34. The fusion protein of any one of claims 1-33, wherein the fusion protein has an increased intrarenal residence time relative to the fusion protein lacking the VHH domain.

35. A pharmaceutical composition comprising the fusion protein of any one of claims 1-34 and a pharmaceutically acceptable carrier.

36. A polynucleotide encoding the fusion protein of any one of claims 1 -35.

37. A vector comprising the polynucleotide of claim 36.

38. A host cell comprising the polynucleotide of claim 36 or the vector of claim 37.

39. A method of producing the fusion protein of any one of claims 1-34, comprising the steps of culturing one or more host cells comprising one or more nucleic acid molecules capable of expressing the fusion protein under conditions suitable for expression of the fusion protein.

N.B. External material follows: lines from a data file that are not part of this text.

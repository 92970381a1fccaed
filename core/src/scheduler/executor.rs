//! Scheduler execution logic

use std::collections::BTreeSet;
use std::sync::atomic::{AtomicBool, Ordering};
use std::sync::Arc;
use std::time::{Duration, Instant};

use chrono::Utc;
use tokio::sync::broadcast;
use tokio::task::JoinHandle;

use crate::config::EvaluationConfig;
use crate::context::EvaluationContext;
use crate::error::{Error, Result};
use crate::invocation::InvocationHandle;
use crate::statistics::DEFAULT_PERCENTILES;
use crate::thresholds::evaluate_thresholds;
use crate::traits::StatisticsCalculator;
use crate::worker::{MeasurementWindow, RateController, WorkerBuilder, WorkerStats};

use super::aggregator::aggregate_worker_stats;

/// EvaluationScheduler runs one performance evaluation of a test body
///
/// Responsible for spawning workers, publishing the measurement start,
/// coordinating shutdown and turning the recorded samples into a finalized
/// [`EvaluationContext`]. Each scheduler evaluates exactly once.
pub struct EvaluationScheduler {
    /// Test identity
    test_name: String,

    /// Owning class identity
    group: String,

    /// Validated run configuration
    config: EvaluationConfig,

    /// Sample sink shared by every worker
    statistics: Arc<dyn StatisticsCalculator>,

    /// Global rate ceiling shared by every worker
    rate_controller: Arc<RateController>,

    /// Shutdown signal sender
    shutdown_tx: broadcast::Sender<()>,

    /// Sticky stop request, seen even if it arrives before anyone subscribes
    stop_requested: Arc<AtomicBool>,

    /// Set by the first call to `evaluate`
    evaluated: AtomicBool,
}

impl EvaluationScheduler {
    /// Create a new scheduler
    ///
    /// Use `SchedulerBuilder` to get a validated configuration.
    pub fn new(
        test_name: String,
        group: String,
        config: EvaluationConfig,
        statistics: Arc<dyn StatisticsCalculator>,
    ) -> Self {
        let rate_controller = Arc::new(match config.rate_limit() {
            Some(rate) => RateController::new(rate),
            None => RateController::unlimited(),
        });
        let (shutdown_tx, _) = broadcast::channel(1);

        Self {
            test_name,
            group,
            config,
            statistics,
            rate_controller,
            shutdown_tx,
            stop_requested: Arc::new(AtomicBool::new(false)),
            evaluated: AtomicBool::new(false),
        }
    }

    /// Test identity
    pub fn test_name(&self) -> &str {
        &self.test_name
    }

    /// Run configuration
    pub fn config(&self) -> &EvaluationConfig {
        &self.config
    }

    /// Whether `evaluate` has been called
    pub fn is_evaluated(&self) -> bool {
        self.evaluated.load(Ordering::SeqCst)
    }

    /// Stop the run early
    ///
    /// Workers finish their current invocation and exit; whatever was
    /// measured so far is still snapshotted and checked. A call made before
    /// `evaluate` makes it stop right after spawning its workers.
    pub fn shutdown(&self) {
        request_stop(&self.stop_requested, &self.shutdown_tx);
    }

    /// Run the evaluation
    ///
    /// Returns the finalized context. Threshold violations are part of the
    /// context, not an error: call [`EvaluationContext::verdict`] for that.
    ///
    /// # Errors
    ///
    /// Returns `Error::AlreadyEvaluated` on any call after the first.
    pub async fn evaluate(&self, invocation: InvocationHandle) -> Result<EvaluationContext> {
        if self.evaluated.swap(true, Ordering::SeqCst) {
            return Err(Error::AlreadyEvaluated(self.test_name.clone()));
        }

        let mut context = EvaluationContext::new(
            self.test_name.clone(),
            self.group.clone(),
            self.config.clone(),
            invocation.is_async(),
        );
        let window = MeasurementWindow::new(
            context.created_instant(),
            self.config.warm_up(),
            self.config.duration(),
        );
        let invocation_timeout = self.invocation_timeout(&invocation);

        tracing::info!(
            test = %self.test_name,
            group = %self.group,
            threads = self.config.threads,
            duration_ms = self.config.duration_ms,
            warm_up_ms = self.config.warm_up_ms,
            rate_limit = ?self.config.rate_limit(),
            invocation = ?invocation,
            statistics = self.statistics.name(),
            "Starting evaluation"
        );

        // Subscribe before spawning so an early shutdown is never missed
        let mut shutdown_rx = self.shutdown_tx.subscribe();

        let mut handles = Vec::with_capacity(self.config.threads);
        for worker_id in 0..self.config.threads {
            let worker = WorkerBuilder::new(worker_id)
                .invocation(invocation.clone())
                .statistics(Arc::clone(&self.statistics))
                .rate_controller(Arc::clone(&self.rate_controller))
                .window(window)
                .invocation_timeout(invocation_timeout)
                .build()?;
            let worker_shutdown = self.shutdown_tx.subscribe();

            handles.push(tokio::spawn(async move { worker.run(worker_shutdown).await }));
        }

        let mut stopped_early = self.stop_requested.load(Ordering::SeqCst);
        if !stopped_early {
            stopped_early = tokio::select! {
                _ = shutdown_rx.recv() => true,
                _ = tokio::time::sleep_until(window.start().into()) => false,
            };
        }

        if !stopped_early {
            let earliest = context.created_at().timestamp_millis() + self.config.warm_up_ms as i64;
            context.mark_measurements_started(Utc::now().timestamp_millis().max(earliest));
            tracing::debug!(test = %self.test_name, "Warm-up finished, measuring");

            stopped_early = tokio::select! {
                _ = shutdown_rx.recv() => true,
                _ = tokio::time::sleep_until(window.end().into()) => false,
            };
        }

        let stopped_at = Instant::now();
        if stopped_early {
            tracing::info!(test = %self.test_name, "Evaluation stopped before its deadline");
        }
        self.shutdown();

        let (results, abandoned, failures) = self.drain(handles).await;
        let summary = aggregate_worker_stats(
            &results,
            self.config.threads,
            abandoned,
            failures,
            context.created_instant().elapsed(),
        );

        let statistics = self
            .statistics
            .snapshot(window.measured_until(stopped_at), &self.percentiles());
        let violations = evaluate_thresholds(&self.config.thresholds, &statistics);

        for violation in &violations {
            tracing::warn!(test = %self.test_name, %violation, "Threshold violated");
        }

        tracing::info!(
            test = %self.test_name,
            total = statistics.total_count,
            errors = statistics.error_count,
            error_percentage = statistics.error_percentage,
            throughput = statistics.throughput,
            warm_up_discarded = summary.warm_up_discarded,
            late_discarded = summary.late_discarded,
            abandoned_workers = summary.abandoned_workers,
            passed = violations.is_empty(),
            "Evaluation completed"
        );

        context.finalize(statistics, summary, violations);
        Ok(context)
    }

    /// Run with Ctrl+C signal handling
    ///
    /// Ctrl+C ends the run early instead of killing the process, so the
    /// partial results still get reported.
    pub async fn evaluate_with_signal_handling(
        &self,
        invocation: InvocationHandle,
    ) -> Result<EvaluationContext> {
        let shutdown_tx = self.shutdown_tx.clone();
        let stop_requested = Arc::clone(&self.stop_requested);

        let signal_handle = tokio::spawn(async move {
            match tokio::signal::ctrl_c().await {
                Ok(()) => {
                    tracing::info!("Received Ctrl+C, stopping evaluation...");
                    request_stop(&stop_requested, &shutdown_tx);
                }
                Err(e) => {
                    tracing::error!(error = %e, "Failed to listen for Ctrl+C");
                }
            }
        });

        let result = self.evaluate(invocation).await;
        signal_handle.abort();

        result
    }

    /// Wait for workers up to the drain grace, aborting whoever is left
    async fn drain(
        &self,
        handles: Vec<JoinHandle<WorkerStats>>,
    ) -> (Vec<WorkerStats>, usize, usize) {
        let grace_deadline = tokio::time::Instant::now() + self.config.drain_grace();
        let mut results = Vec::with_capacity(handles.len());
        let mut abandoned = 0;
        let mut failures = 0;

        for (idx, mut handle) in handles.into_iter().enumerate() {
            match tokio::time::timeout_at(grace_deadline, &mut handle).await {
                Ok(Ok(stats)) => results.push(stats),
                Ok(Err(e)) => {
                    failures += 1;
                    tracing::error!(worker_id = idx, error = %e, "Worker task failed");
                }
                Err(_) => {
                    handle.abort();
                    abandoned += 1;
                    tracing::warn!(worker_id = idx, "Worker still busy after drain grace, aborted");
                }
            }
        }

        (results, abandoned, failures)
    }

    /// Per-invocation timeout; completion-style bodies always get one
    fn invocation_timeout(&self, invocation: &InvocationHandle) -> Option<Duration> {
        self.config
            .invocation_timeout()
            .or_else(|| invocation.is_async().then(|| self.config.duration()))
    }

    /// Default percentiles plus any a threshold asks for
    fn percentiles(&self) -> Vec<u8> {
        DEFAULT_PERCENTILES
            .iter()
            .copied()
            .chain(self.config.thresholds.max_latency_percentiles.keys().copied())
            .collect::<BTreeSet<_>>()
            .into_iter()
            .collect()
    }
}

/// Raise the sticky flag before broadcasting, so a late subscriber still sees it
fn request_stop(stop_requested: &AtomicBool, shutdown_tx: &broadcast::Sender<()>) {
    stop_requested.store(true, Ordering::SeqCst);
    let _ = shutdown_tx.send(());
}

impl std::fmt::Debug for EvaluationScheduler {
    fn fmt(&self, f: &mut std::fmt::Formatter<'_>) -> std::fmt::Result {
        f.debug_struct("EvaluationScheduler")
            .field("test_name", &self.test_name)
            .field("group", &self.group)
            .field("config", &self.config)
            .field("statistics", &self.statistics.name())
            .field("evaluated", &self.is_evaluated())
            .finish()
    }
}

40. The method of claim 39, wherein the method further comprises the step of obtaining the fusion protein from the cell culture or culture medium.

41 . A method of treating a disease mediated by complement alternative pathway activation or dysregulation comprising administering an effective amount of a composition comprising the fusion protein of any one of claims 1-34, the pharmaceutical composition of claim 35, the polynucleotide of claim 36, the vector of claim 37, or the host cell of claim 38 to a subject in need thereof.

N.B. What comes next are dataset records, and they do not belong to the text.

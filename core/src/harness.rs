//! Per-class glue between a host test runner and the evaluation engine

use std::sync::Arc;

use crate::config::EvaluationConfig;
use crate::context::EvaluationContext;
use crate::error::{Error, Result};
use crate::invocation::InvocationHandle;
use crate::registry::ActiveContextRegistry;
use crate::reporting::{resolve_reporting, ReportingConfig, ResolvedReporting};
use crate::scheduler::SchedulerBuilder;
use crate::traits::{ReportSink, StatisticsCalculator};

/// Runs the tests of one class and publishes their contexts
///
/// Created once per class run: resolves the reporting setup, then clears the
/// class's stale registry entries. Each evaluated test gets its own scheduler
/// and calculator; [`finish`](Self::finish) hands the collected contexts to
/// the class's sinks.
pub struct TestClassHarness {
    group: String,
    registry: Arc<ActiveContextRegistry>,
    reporting: ResolvedReporting,
    handle_signals: bool,
}

impl TestClassHarness {
    /// Set up a class run
    ///
    /// # Errors
    ///
    /// Returns `Error::Config` if more than one reporting candidate is active.
    pub fn new(
        group: impl Into<String>,
        registry: Arc<ActiveContextRegistry>,
        candidates: &[ReportingConfig],
    ) -> Result<Self> {
        let group = group.into();
        let reporting = resolve_reporting(&group, candidates)?;
        registry.begin_run(&group);

        tracing::debug!(group = %group, reporting = ?reporting, "Test class harness ready");

        Ok(Self {
            group,
            registry,
            reporting,
            handle_signals: false,
        })
    }

    /// Let Ctrl+C end a running evaluation early instead of the process
    pub fn with_signal_handling(mut self, enabled: bool) -> Self {
        self.handle_signals = enabled;
        self
    }

    /// Owning class identity
    pub fn group(&self) -> &str {
        &self.group
    }

    /// A fresh calculator from the resolved supplier
    pub fn statistics_calculator(&self) -> Arc<dyn StatisticsCalculator> {
        (self.reporting.statistics_supplier)()
    }

    /// Sinks this class reports to
    pub fn report_sinks(&self) -> &[Arc<dyn ReportSink>] {
        &self.reporting.report_sinks
    }

    /// Run one test
    ///
    /// Without a configuration the body runs exactly once and nothing is
    /// registered. With one, the body is evaluated and the finalized context
    /// is registered and returned; check its verdict for threshold failures.
    ///
    /// # Errors
    ///
    /// Returns the body's failure for a single execution, or a setup error
    /// for an evaluation. A test name already evaluated in this class run is
    /// rejected before anything is invoked.
    pub async fn run_test(
        &self,
        test_name: &str,
        config: Option<&EvaluationConfig>,
        invocation: InvocationHandle,
    ) -> Result<Option<Arc<EvaluationContext>>> {
        let Some(config) = config else {
            tracing::debug!(test = test_name, group = %self.group, "No evaluation configured, running once");
            invocation.execute(None).await.result.map_err(Error::Invocation)?;
            return Ok(None);
        };

        if self.registry.contains(&self.group, test_name) {
            return Err(Error::config(format!(
                "context for '{}' already registered in '{}'",
                test_name, self.group
            )));
        }

        let scheduler = SchedulerBuilder::new(test_name)
            .group(self.group.clone())
            .config(config.clone())
            .statistics(self.statistics_calculator())
            .build()?;

        let context = if self.handle_signals {
            scheduler.evaluate_with_signal_handling(invocation).await?
        } else {
            scheduler.evaluate(invocation).await?
        };

        let context = Arc::new(context);
        self.registry.register(Arc::clone(&context))?;
        Ok(Some(context))
    }

    /// Publish every registered context of this class
    ///
    /// # Errors
    ///
    /// Returns `Error::Report` if a sink failed. Verdicts stay valid.
    pub fn finish(&self) -> Result<()> {
        tracing::debug!(
            group = %self.group,
            contexts = self.registry.len(&self.group),
            "Publishing reports"
        );
        self.registry.publish(&self.group, &self.reporting.report_sinks)
    }
}

impl std::fmt::Debug for TestClassHarness {
    fn fmt(&self, f: &mut std::fmt::Formatter<'_>) -> std::fmt::Result {
        f.debug_struct("TestClassHarness")
            .field("group", &self.group)
            .field("reporting", &self.reporting)
            .field("handle_signals", &self.handle_signals)
            .finish()
    }
}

42. The method of claim 41 , wherein the fusion protein is formulated as a pharmaceutical composition with at least one pharmaceutically acceptable carrier.

43. The method of claim 42, wherein the composition is lyophilized.

44. The method of claim 43, wherein the composition is rehydrated prior to administration.

45. The method of claim 42, wherein the at least one pharmaceutically acceptable carrier is saline.

46. The method of any one of claims 41-45, wherein the composition is formulated for daily, weekly, or monthly administration.

47. The method of any one of claims 41-46, wherein the composition is formulated for intravenous, subcutaneous, intramuscular, oral, nasal, sublingual, intrathecal, and intradermal administration.

48. The method of any one of claims 41-47, wherein the composition is formulated for administration at a dosage of between about 0.1 mg/kg to about 150 mg/kg.

49. The method of any one of claims 41-48, wherein the composition is formulated for administration in combination with an additional therapeutic agent.

50. The method of any one of claims 41-49, wherein the disease is a kidney disorder, such as focal segmental glomerulosclerosis (FSGS), IgA nephropathy, minimal change disease (MCD), diabetic nephropathy, Alport syndrome, lupus nephritis, membranous nephropathy, acute kidney injury, Goodpasture syndrome, nephrotic syndrome, chronic proteinuria, chronic kidney disease, C3 glomerulopathy (C3G), dense deposit disease, glomerulonephritis, membranoproliferative glomerulonephritis, polycystic kidney disease, hypertensive nephropathy, nephrosclerosis, atypical hemolytic uremic syndrome (aHUS), ischemia reperfusion injury, or rejection of a transplanted organ, such as a kidney.

51 . The method of any one of claims 41-50, wherein the disease is FSGS.

52. The method of any one of claims 41 -51 , wherein the subject is a mammal.

53. The method of claim 52, wherein the mammal is a human.

54. A kit comprising a composition selected from the fusion protein of any one of claims 1-34, the pharmaceutical composition of claim 35, the polynucleotide of claim 36, the vector of claim 37, or the host cell of claim 38.

55. The kit of claim 54, further comprising instructions for administering an effective amount of the composition to a subject in need thereof.

56. The use of a composition comprising a fusion protein of any one of claims 1 -34 for the manufacture of a medicament for a disease mediated by complement alternative pathway activation or dysregulation.

57. The use of claim 56, wherein the disease is a kidney disorder, such as FSGS, IgA nephropathy, MCD, diabetic nephropathy, Alport syndrome, lupus nephritis, membranous nephropathy, acute kidney injury, Goodpasture syndrome, nephrotic syndrome, chronic proteinuria, chronic kidney disease, C3G, dense deposit disease, glomerulonephritis, membranoproliferative glomerulonephritis, polycystic kidney disease, hypertensive nephropathy, nephrosclerosis, aHUS, ischemia reperfusion injury, or rejection of a transplanted organ, such as a kidney.